Deux cheptels : 40 vaches gasconnes et 360 brebis tarasconnaises. Mais, une même exigence de technicité pour valoriser au mieux leurs productions. Un système coûteux et exigeant en travail mais rentable.

« Des vaches maigres, je n’aime pas ça », confie Noël Comet, éleveur à Antignac en Haute-Garonne, dans la vallée de Luchon, avec un troupeau de 40 Gasconnes et un cheptel de 360 brebis tarasconnaises. Il est en Gaec avec son père, Sylvain. Son épouse, Séverine, a le statut de conjoint collaborateur et prendra la place de son beau-père dans le Gaec dans un an. Les deux races locales rustiques forment un système typique de ces vallées pyrénéennes. Il procure un bon équilibre, aussi bien en termes de trésorerie, de conjoncture que d’utilisation des surfaces. Pourtant, la conduite des vaches n’est pas classique. Les vêlages sont très regroupés sur les mois d’octobre et novembre. « Après avoir construit la stabulation en 2005, on a pu mieux soigner les vaches et on voyait mieux les chaleurs. Petit à petit, elles se sont avancées et on en est arrivé à faire des vêlages d’automne », explique l’éleveur. Aujourd’hui, il ne voudrait surtout pas changer. « Les vaches sont pleines quand elles partent à la montagne. Il n’y a pas de soucis de taureau. Avec ce système, je gère beaucoup plus de choses. Ça coûte plus mais ça me convient davantage. » « Le Gaec de Poy n’est pas dans un système de cueillette mais dans un système de sélection et de production », résume Aurélie Blachon, responsable bovins viande à la chambre d’agriculture de Haute-Garonne.

80 % d’IA et des pelvimétries sur les génisses

La gestion de la reproduction est basée sur l’insémination artificielle et une bonne surveillance des chaleurs. « Je fais de plus en plus d’IA (80 % cet hiver). Ça me permet de gérer les accouplements en fonction des origines des vaches, de leurs défauts et qualités, tout en tenant compte du gène culard (mh). Les reproductrices sont génotypées. Si elles sont porteuses, je mets un non porteur et inversement. Je regarde en premier l’aptitude à l’allaitement et la docilité, sans négliger la croissance et les qualités de race. » L’élevage est en VA4 avec pesée éleveur. Les veaux sont pesés tous les mois : « Au moins, je sais où je vais », dit Noël Comet. Il fait également des pelvimétries sur les génisses pour les sélectionner et gérer les accouplements. Il commence à surveiller les premières chaleurs dès novembre-décembre et les note sur son planning de reproduction pour mieux détecter les suivantes, moins visibles. Toutes les vaches sont échographiées avant la mise à l’herbe. Il les descend de l’estive par petits lots un peu avant le vêlage. Elles mettent bas à l’extérieur. Au cours de la dernière campagne, l’IVV était de 376 jours et la productivité globale de 100 %.

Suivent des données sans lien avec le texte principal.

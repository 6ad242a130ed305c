//! Transport-header post-processing: Reply-To, S/MIME content type, Date and From.

use std::sync::LazyLock;

use chrono::{DateTime, NaiveDateTime, TimeZone, Utc};
use regex::Regex;
use tracing::debug;

use crate::model::message::Smime;

static REPLY_TO: LazyLock<Regex> = LazyLock::new(|| {
    Regex::new(r"(?m)^Reply-To:[ \t]*(?:<?(?P<name>.*?)>?)?[ \t]*(?:<(?P<address>.*?)>)?$")
        .expect("valid Reply-To regex")
});

/// Normalize CRLF (and stray CR) line endings to LF.
pub fn normalize_newlines(text: &str) -> String {
    text.replace("\r\n", "\n").replace('\r', "\n")
}

/// Unfold headers: continuation lines (leading space or tab) join the previous header.
///
/// Returns `(lowercase_name, value)` pairs in source order.
pub fn unfold_headers(text: &str) -> Vec<(String, String)> {
    let mut result: Vec<(String, String)> = Vec::new();

    for line in text.lines() {
        if line.starts_with(' ') || line.starts_with('\t') {
            if let Some(last) = result.last_mut() {
                last.1.push(' ');
                last.1.push_str(line.trim());
            }
        } else if let Some((name, value)) = line.split_once(':') {
            result.push((name.trim().to_lowercase(), value.trim().to_string()));
        }
    }

    result
}

fn header_values<'a>(
    headers: &'a [(String, String)],
    name: &'a str,
) -> impl Iterator<Item = &'a str> + 'a {
    headers
        .iter()
        .filter(move |(k, _)| k == name)
        .map(|(_, v)| v.as_str())
}

/// Decode RFC 2047 encoded words, leaving the input untouched when there are none.
pub fn decode_encoded_words(input: &str) -> String {
    if !input.contains("=?") {
        return input.to_string();
    }
    // mail-parser only decodes encoded words inside a header, so wrap one.
    let wrapped = format!("Subject: {input}\n\n");
    mail_parser::MessageParser::default()
        .parse(wrapped.as_bytes())
        .and_then(|m| m.subject().map(str::to_string))
        .unwrap_or_else(|| input.to_string())
}

/// `(name, address)` from the first `Reply-To:` line.
///
/// A bare value is used for both parts.
pub fn reply_to(headers: &str) -> Option<(String, String)> {
    let text = normalize_newlines(headers);
    let caps = REPLY_TO.captures(&text)?;
    let name = caps
        .name("name")
        .map(|m| m.as_str().trim())
        .filter(|s| !s.is_empty());
    let address = caps
        .name("address")
        .map(|m| m.as_str().trim())
        .filter(|s| !s.is_empty());

    match (name, address) {
        (name, Some(address)) => {
            let name = name.map_or_else(|| address.to_string(), clean_display_name);
            Some((name, address.to_string()))
        }
        (Some(only), None) => Some((clean_display_name(only), only.to_string())),
        (None, None) => None,
    }
}

fn clean_display_name(raw: &str) -> String {
    decode_encoded_words(raw.trim_matches('"').trim())
}

/// Split `type/subtype; key=value; ...` into the lowercase mime type and its parameters.
///
/// Parameter names are lowercased and surrounding quotes are stripped from values.
pub fn content_type_params(value: &str) -> (String, Vec<(String, String)>) {
    let mut parts = value.split(';');
    let mime = parts.next().unwrap_or("").trim().to_lowercase();
    let params = parts
        .filter_map(|p| p.split_once('='))
        .map(|(k, v)| {
            (
                k.trim().to_lowercase(),
                v.trim().trim_matches('"').to_string(),
            )
        })
        .collect();
    (mime, params)
}

fn param(params: &[(String, String)], name: &str) -> Option<String> {
    params
        .iter()
        .find(|(k, _)| k == name)
        .map(|(_, v)| v.clone())
}

/// Descriptor carried by the `application/pkcs7-mime` named property.
pub fn smime_application(value: &str) -> Option<Smime> {
    if !value.contains("application/") {
        return None;
    }
    let (mime, params) = content_type_params(value);
    Some(Smime::ApplicationSmime {
        mime,
        smime_type: param(&params, "smime-type"),
        name: param(&params, "name"),
    })
}

/// Descriptor carried by the `multipart/signed` named property.
pub fn smime_multipart_signed(value: &str) -> Option<Smime> {
    if !value.contains("multipart/signed") {
        return None;
    }
    let (mime, params) = content_type_params(value);
    Some(Smime::MultipartSigned {
        mime,
        protocol: param(&params, "protocol"),
        micalg: param(&params, "micalg"),
    })
}

/// Classify one `Content-Type` value as an S/MIME shape.
pub fn smime_from_content_type(value: &str) -> Option<Smime> {
    let (mime, params) = content_type_params(value);
    match mime.as_str() {
        "application/pkcs7-mime" | "application/x-pkcs7-mime" => Some(Smime::ApplicationSmime {
            mime,
            smime_type: param(&params, "smime-type"),
            name: param(&params, "name"),
        }),
        "multipart/signed" => Some(Smime::MultipartSigned {
            mime,
            protocol: param(&params, "protocol"),
            micalg: param(&params, "micalg"),
        }),
        "application/octet-stream" | "application/pkcs7-signature" => {
            Some(Smime::ApplicationOctetStream)
        }
        _ => None,
    }
}

/// First `Content-Type` header that describes an S/MIME shape.
pub fn smime_from_headers(headers: &str) -> Option<Smime> {
    let unfolded = unfold_headers(&normalize_newlines(headers));
    let found = header_values(&unfolded, "content-type").find_map(smime_from_content_type);
    found
}

/// First parseable `Date:` header.
pub fn date_from_headers(headers: &str) -> Option<DateTime<Utc>> {
    let unfolded = unfold_headers(&normalize_newlines(headers));
    let found = header_values(&unfolded, "date").find_map(parse_date);
    found
}

/// First `@`-bearing token of the first `From:` header, without brackets or quotes.
pub fn from_address(headers: &str) -> Option<String> {
    let unfolded = unfold_headers(&normalize_newlines(headers));
    let from = header_values(&unfolded, "from").next()?;
    from.split(|c: char| c.is_whitespace() || c == ',' || c == ';')
        .map(|token| token.trim_matches(|c| matches!(c, '<' | '>' | '"' | '\'' | '(' | ')')))
        .find(|token| token.contains('@'))
        .map(str::to_string)
}

/// Parse a header date in RFC 2822, RFC 3339, or a handful of looser forms.
pub fn parse_date(date_str: &str) -> Option<DateTime<Utc>> {
    let trimmed = date_str.trim();
    if trimmed.is_empty() {
        return None;
    }

    if let Ok(dt) = DateTime::parse_from_rfc2822(trimmed) {
        return Some(dt.with_timezone(&Utc));
    }
    if let Ok(dt) = DateTime::parse_from_rfc3339(trimmed) {
        return Some(dt.with_timezone(&Utc));
    }

    // Drop a trailing comment such as "(UTC)" and the day of week.
    let without_comment = trimmed
        .split_once('(')
        .map_or(trimmed, |(head, _)| head)
        .trim();
    let candidate = without_comment
        .split_once(", ")
        .filter(|(dow, _)| dow.len() == 3)
        .map_or(without_comment, |(_, rest)| rest);

    const FORMATS: [&str; 5] = [
        "%d %b %Y %H:%M:%S %z",
        "%d %b %Y %H:%M %z",
        "%Y-%m-%d %H:%M:%S %z",
        "%d %b %Y %H:%M:%S",
        "%Y-%m-%d %H:%M:%S",
    ];
    for fmt in FORMATS {
        if let Ok(dt) = DateTime::parse_from_str(candidate, fmt) {
            return Some(dt.with_timezone(&Utc));
        }
        if let Ok(ndt) = NaiveDateTime::parse_from_str(candidate, fmt) {
            return Some(Utc.from_utc_datetime(&ndt));
        }
    }

    if let Some(dt) = mail_parser_date(trimmed) {
        return Some(dt);
    }

    debug!(date = trimmed, "Could not parse header date");
    None
}

/// Last resort: let `mail-parser` read the value as a `Date:` header.
fn mail_parser_date(input: &str) -> Option<DateTime<Utc>> {
    let wrapped = format!("Date: {input}\n\n");
    let parsed = mail_parser::MessageParser::default().parse(wrapped.as_bytes())?;
    let rfc3339 = parsed.date()?.to_rfc3339();
    DateTime::parse_from_rfc3339(&rfc3339)
        .ok()
        .map(|d| d.with_timezone(&Utc))
}

#[cfg(test)]
mod tests {
    use super::*;

    const HEADERS: &str = "Received: from mx.example.com\r\n\
        \tby relay.example.com\r\n\
        From: \"Alice Example\" <alice@example.com>\r\n\
        Reply-To: Support Desk <support@example.com>\r\n\
        Date: Thu, 04 Jan 2024 10:00:00 +0000\r\n\
        Content-Type: multipart/signed; protocol=\"application/pkcs7-signature\";\r\n\
        \tmicalg=sha-256; boundary=\"xyz\"\r\n";

    #[test]
    fn test_unfold_headers() {
        let headers = unfold_headers(&normalize_newlines(HEADERS));
        assert_eq!(headers[0].0, "received");
        assert_eq!(headers[0].1, "from mx.example.com by relay.example.com");
        assert_eq!(headers.len(), 5);
    }

    #[test]
    fn test_reply_to_name_and_address() {
        assert_eq!(
            reply_to(HEADERS),
            Some(("Support Desk".to_string(), "support@example.com".to_string()))
        );
    }

    #[test]
    fn test_reply_to_bare_address() {
        assert_eq!(
            reply_to("Reply-To: <help@example.com>\n"),
            Some(("help@example.com".to_string(), "help@example.com".to_string()))
        );
        assert_eq!(
            reply_to("Reply-To: help@example.com"),
            Some(("help@example.com".to_string(), "help@example.com".to_string()))
        );
    }

    #[test]
    fn test_reply_to_encoded_name() {
        let (name, address) =
            reply_to("Reply-To: =?UTF-8?B?SG9sYSBtdW5kbw==?= <hola@example.com>").expect("reply-to");
        assert_eq!(name, "Hola mundo");
        assert_eq!(address, "hola@example.com");
    }

    #[test]
    fn test_reply_to_missing_or_empty() {
        assert_eq!(reply_to("From: a@b.c\n"), None);
        assert_eq!(reply_to("Reply-To: \n"), None);
    }

    #[test]
    fn test_smime_multipart_signed_header() {
        assert_eq!(
            smime_from_headers(HEADERS),
            Some(Smime::MultipartSigned {
                mime: "multipart/signed".into(),
                protocol: Some("application/pkcs7-signature".into()),
                micalg: Some("sha-256".into()),
            })
        );
    }

    #[test]
    fn test_smime_pkcs7_mime_header() {
        let headers =
            "Content-Type: application/pkcs7-mime; name=\"smime.p7m\"; smime-type=enveloped-data\n";
        assert_eq!(
            smime_from_headers(headers),
            Some(Smime::ApplicationSmime {
                mime: "application/pkcs7-mime".into(),
                smime_type: Some("enveloped-data".into()),
                name: Some("smime.p7m".into()),
            })
        );
    }

    #[test]
    fn test_smime_octet_stream_and_plain() {
        assert_eq!(
            smime_from_headers("Content-Type: application/octet-stream\n"),
            Some(Smime::ApplicationOctetStream)
        );
        assert_eq!(smime_from_headers("Content-Type: text/plain; charset=utf-8\n"), None);
    }

    #[test]
    fn test_smime_named_properties() {
        assert_eq!(
            smime_multipart_signed("multipart/signed;protocol=\"application/pkcs7-signature\";micalg=sha1"),
            Some(Smime::MultipartSigned {
                mime: "multipart/signed".into(),
                protocol: Some("application/pkcs7-signature".into()),
                micalg: Some("sha1".into()),
            })
        );
        assert_eq!(smime_multipart_signed("text/plain"), None);
        assert_eq!(
            smime_application("application/pkcs7-mime;smime-type=signed-data;name=smime.p7m"),
            Some(Smime::ApplicationSmime {
                mime: "application/pkcs7-mime".into(),
                smime_type: Some("signed-data".into()),
                name: Some("smime.p7m".into()),
            })
        );
    }

    #[test]
    fn test_date_from_headers() {
        let date = date_from_headers(HEADERS).expect("date");
        assert_eq!(date.format("%Y-%m-%d %H:%M").to_string(), "2024-01-04 10:00");
    }

    #[test]
    fn test_parse_date_variants() {
        assert!(parse_date("04 Jan 2024 10:00:00 +0000").is_some());
        assert!(parse_date("Thu, 4 Jan 2024 10:00:00 +0000 (UTC)").is_some());
        assert!(parse_date("2024-01-04T10:00:00Z").is_some());
        assert!(parse_date("").is_none());
    }

    #[test]
    fn test_from_address() {
        assert_eq!(from_address(HEADERS), Some("alice@example.com".to_string()));
        assert_eq!(from_address("Subject: hi\n"), None);
    }
}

Presque tous les animaux partent en estive

Dans cette vallée étroite, les bonnes terres agricoles sont rares. Le Gaec de Poy ne dispose que de 40 hectares de prairies permanentes mécanisables. Il exploite aussi 36 ha de parcours boisés dans les premières pentes. Mais, la quasi-totalité des deux cheptels (48 vaches et génisses pleines et 450 brebis et agnelles) passent l’été dans une estive collective sur la commune voisine de Bagnères-de-Luchon, à 16 kilomètres. Elle est exploitée collectivement par six éleveurs. Les vaches vont sur la partie la plus basse et la moins accidentée et les brebis, une race de grandes marcheuses, arpentent les versants les plus raides. Les animaux rejoignent l’estive début juin et redescendent avant les mises bas. Les brebis agnellent à partir du 15 septembre.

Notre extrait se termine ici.